(Saved entries)
⁂
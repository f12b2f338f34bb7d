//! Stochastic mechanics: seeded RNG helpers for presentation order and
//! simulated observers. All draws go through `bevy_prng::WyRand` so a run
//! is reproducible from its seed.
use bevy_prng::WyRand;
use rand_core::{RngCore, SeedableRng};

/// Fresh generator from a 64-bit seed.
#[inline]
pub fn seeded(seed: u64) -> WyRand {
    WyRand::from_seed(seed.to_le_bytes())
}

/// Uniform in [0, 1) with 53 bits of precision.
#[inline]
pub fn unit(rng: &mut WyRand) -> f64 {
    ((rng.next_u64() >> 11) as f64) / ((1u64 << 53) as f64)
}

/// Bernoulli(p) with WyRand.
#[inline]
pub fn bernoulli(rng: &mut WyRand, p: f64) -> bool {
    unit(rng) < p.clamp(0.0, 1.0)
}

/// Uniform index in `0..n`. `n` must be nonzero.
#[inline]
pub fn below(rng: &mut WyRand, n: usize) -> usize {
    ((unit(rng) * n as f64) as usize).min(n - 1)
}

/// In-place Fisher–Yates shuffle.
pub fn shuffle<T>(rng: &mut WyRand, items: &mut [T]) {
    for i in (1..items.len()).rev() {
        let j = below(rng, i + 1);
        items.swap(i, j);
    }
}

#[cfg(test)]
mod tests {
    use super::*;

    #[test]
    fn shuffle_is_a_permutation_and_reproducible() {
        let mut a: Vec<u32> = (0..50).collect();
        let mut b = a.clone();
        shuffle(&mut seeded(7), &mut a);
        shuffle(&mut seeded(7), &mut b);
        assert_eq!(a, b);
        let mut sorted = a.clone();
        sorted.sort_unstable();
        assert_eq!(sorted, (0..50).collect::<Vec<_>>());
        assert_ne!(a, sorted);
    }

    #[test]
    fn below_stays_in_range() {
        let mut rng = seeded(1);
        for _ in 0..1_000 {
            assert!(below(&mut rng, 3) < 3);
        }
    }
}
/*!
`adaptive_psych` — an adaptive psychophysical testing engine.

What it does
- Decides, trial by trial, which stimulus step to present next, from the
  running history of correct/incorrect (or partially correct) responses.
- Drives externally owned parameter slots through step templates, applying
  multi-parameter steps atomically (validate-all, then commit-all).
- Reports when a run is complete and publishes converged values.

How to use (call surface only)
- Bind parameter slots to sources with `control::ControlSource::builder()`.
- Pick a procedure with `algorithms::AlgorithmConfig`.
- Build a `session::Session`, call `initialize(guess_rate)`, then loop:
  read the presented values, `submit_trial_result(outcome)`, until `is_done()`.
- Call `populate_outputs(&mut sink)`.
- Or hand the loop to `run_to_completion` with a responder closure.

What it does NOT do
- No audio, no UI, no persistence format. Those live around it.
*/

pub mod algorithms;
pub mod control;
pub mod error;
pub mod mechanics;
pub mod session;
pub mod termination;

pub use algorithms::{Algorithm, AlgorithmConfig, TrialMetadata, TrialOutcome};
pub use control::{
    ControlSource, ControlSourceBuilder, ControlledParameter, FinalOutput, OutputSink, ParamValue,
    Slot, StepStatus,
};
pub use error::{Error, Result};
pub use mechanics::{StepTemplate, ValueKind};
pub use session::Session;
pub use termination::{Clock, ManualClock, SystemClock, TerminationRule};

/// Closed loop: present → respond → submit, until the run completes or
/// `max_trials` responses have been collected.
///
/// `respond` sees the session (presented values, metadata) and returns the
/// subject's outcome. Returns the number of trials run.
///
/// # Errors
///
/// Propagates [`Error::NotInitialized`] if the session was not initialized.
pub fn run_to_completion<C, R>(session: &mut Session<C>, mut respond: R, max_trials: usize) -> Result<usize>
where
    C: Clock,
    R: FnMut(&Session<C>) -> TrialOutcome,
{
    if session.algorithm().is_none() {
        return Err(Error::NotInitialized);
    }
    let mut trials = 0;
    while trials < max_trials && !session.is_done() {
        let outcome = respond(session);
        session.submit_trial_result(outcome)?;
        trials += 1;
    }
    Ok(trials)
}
⁂
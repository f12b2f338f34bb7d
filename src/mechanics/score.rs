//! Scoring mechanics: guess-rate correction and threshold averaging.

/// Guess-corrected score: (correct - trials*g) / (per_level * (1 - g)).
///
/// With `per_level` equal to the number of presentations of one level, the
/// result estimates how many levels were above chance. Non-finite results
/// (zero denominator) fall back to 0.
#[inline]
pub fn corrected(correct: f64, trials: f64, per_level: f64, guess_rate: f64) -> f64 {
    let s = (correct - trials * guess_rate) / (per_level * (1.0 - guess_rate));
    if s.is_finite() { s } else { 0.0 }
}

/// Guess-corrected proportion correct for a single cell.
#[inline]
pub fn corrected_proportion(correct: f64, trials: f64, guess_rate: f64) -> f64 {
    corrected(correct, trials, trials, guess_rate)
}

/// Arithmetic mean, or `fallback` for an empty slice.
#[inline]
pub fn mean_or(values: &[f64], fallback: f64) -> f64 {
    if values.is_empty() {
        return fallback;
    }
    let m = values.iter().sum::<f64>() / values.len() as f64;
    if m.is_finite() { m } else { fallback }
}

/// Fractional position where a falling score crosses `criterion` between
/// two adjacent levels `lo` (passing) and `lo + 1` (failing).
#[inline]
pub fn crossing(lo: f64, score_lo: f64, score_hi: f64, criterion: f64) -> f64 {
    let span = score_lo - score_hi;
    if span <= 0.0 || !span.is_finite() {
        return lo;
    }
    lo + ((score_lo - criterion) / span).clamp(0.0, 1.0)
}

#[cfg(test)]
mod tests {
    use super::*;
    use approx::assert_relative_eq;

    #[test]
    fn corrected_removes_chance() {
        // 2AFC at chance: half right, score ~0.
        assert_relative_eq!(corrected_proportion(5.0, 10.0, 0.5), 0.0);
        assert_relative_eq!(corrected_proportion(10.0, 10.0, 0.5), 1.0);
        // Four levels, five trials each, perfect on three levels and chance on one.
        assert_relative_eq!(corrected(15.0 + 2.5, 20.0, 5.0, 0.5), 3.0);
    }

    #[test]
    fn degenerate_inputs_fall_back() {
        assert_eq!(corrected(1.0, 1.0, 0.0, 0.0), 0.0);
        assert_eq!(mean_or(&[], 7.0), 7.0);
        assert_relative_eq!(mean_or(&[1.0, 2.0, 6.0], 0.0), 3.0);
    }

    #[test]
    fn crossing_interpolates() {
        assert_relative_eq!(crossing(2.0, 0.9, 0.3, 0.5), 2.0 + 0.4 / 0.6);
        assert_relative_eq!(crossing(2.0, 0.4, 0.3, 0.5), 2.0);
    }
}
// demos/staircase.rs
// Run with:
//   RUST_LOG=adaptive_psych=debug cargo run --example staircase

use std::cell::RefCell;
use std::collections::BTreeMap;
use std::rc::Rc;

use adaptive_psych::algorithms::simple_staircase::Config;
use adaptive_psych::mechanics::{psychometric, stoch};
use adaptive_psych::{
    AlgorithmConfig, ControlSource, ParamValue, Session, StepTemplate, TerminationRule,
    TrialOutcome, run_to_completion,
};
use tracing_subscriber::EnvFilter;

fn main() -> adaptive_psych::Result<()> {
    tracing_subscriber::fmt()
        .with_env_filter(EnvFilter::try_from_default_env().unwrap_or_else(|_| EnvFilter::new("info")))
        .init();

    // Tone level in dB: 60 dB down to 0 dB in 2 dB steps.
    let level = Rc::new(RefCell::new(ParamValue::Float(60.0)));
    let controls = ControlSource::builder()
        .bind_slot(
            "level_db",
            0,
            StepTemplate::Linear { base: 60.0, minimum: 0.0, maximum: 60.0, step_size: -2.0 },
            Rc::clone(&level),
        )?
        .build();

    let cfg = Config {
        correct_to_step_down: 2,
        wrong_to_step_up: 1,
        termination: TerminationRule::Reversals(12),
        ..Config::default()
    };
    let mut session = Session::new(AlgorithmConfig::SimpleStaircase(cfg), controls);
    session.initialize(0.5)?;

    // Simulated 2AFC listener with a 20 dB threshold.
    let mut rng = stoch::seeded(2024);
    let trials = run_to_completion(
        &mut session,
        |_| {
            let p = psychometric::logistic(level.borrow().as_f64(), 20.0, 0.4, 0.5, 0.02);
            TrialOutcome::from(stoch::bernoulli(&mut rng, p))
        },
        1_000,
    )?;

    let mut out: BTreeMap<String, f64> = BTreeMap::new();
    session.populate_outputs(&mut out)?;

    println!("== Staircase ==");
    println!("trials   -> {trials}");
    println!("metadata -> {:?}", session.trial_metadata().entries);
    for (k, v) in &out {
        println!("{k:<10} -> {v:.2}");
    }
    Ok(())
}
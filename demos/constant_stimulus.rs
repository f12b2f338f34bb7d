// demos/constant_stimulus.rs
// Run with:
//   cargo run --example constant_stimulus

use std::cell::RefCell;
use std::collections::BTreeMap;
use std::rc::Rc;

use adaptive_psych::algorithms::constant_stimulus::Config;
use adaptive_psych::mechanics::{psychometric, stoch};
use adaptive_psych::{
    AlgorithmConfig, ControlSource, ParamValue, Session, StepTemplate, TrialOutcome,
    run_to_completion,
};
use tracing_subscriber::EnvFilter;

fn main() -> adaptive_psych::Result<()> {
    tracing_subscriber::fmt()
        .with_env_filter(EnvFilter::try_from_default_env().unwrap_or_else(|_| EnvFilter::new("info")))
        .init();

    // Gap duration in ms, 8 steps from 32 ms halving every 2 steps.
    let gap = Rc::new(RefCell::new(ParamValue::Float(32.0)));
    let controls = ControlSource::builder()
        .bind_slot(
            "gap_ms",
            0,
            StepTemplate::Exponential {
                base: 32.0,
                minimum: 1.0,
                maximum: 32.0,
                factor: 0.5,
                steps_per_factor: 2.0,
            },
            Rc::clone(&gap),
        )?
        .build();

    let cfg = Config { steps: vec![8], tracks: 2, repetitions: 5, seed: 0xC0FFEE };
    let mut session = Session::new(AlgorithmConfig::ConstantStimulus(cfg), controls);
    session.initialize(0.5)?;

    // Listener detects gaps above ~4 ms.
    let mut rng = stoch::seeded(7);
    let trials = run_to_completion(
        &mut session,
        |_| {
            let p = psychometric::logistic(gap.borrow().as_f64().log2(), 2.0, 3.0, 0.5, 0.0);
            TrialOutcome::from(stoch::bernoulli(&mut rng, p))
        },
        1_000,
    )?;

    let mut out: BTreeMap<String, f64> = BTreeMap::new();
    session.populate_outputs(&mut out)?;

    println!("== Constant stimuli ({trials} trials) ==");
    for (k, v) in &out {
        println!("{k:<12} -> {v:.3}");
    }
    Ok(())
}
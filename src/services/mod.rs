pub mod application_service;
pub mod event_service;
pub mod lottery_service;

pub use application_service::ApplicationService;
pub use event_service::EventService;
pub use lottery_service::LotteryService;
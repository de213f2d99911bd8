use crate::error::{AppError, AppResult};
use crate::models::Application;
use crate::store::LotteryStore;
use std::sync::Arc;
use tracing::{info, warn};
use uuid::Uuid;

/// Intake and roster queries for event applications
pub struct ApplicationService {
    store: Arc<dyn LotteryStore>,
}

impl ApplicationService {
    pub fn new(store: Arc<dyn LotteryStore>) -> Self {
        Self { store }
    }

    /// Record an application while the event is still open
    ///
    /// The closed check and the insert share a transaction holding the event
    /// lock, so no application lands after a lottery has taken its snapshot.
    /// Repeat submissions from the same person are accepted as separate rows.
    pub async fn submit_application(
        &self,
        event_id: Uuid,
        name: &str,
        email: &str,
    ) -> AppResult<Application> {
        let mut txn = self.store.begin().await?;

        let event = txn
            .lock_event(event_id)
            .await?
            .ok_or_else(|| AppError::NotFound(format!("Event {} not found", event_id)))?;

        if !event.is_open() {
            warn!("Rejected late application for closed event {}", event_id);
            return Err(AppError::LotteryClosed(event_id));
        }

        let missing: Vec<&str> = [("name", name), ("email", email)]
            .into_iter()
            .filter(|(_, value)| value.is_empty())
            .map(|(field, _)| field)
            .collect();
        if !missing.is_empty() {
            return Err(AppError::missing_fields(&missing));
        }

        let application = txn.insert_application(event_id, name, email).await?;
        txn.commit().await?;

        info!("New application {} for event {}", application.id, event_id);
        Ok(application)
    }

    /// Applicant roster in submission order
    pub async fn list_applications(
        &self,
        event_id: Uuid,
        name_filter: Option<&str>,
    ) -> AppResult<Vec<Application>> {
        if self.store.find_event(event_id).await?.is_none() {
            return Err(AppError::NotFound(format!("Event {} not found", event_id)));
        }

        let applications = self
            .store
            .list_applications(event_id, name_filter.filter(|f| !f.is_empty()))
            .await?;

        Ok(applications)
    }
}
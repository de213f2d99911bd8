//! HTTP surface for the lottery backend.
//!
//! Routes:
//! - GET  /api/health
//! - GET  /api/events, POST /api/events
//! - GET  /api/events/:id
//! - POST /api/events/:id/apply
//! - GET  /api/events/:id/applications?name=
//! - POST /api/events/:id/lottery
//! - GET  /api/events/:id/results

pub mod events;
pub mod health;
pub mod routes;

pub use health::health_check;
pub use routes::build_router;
⁂
Copy out every line of the data that includes "maximum".

            StepTemplate::Linear { base: 60.0, minimum: 0.0, maximum: 60.0, step_size: -2.0 },
                maximum: 32.0,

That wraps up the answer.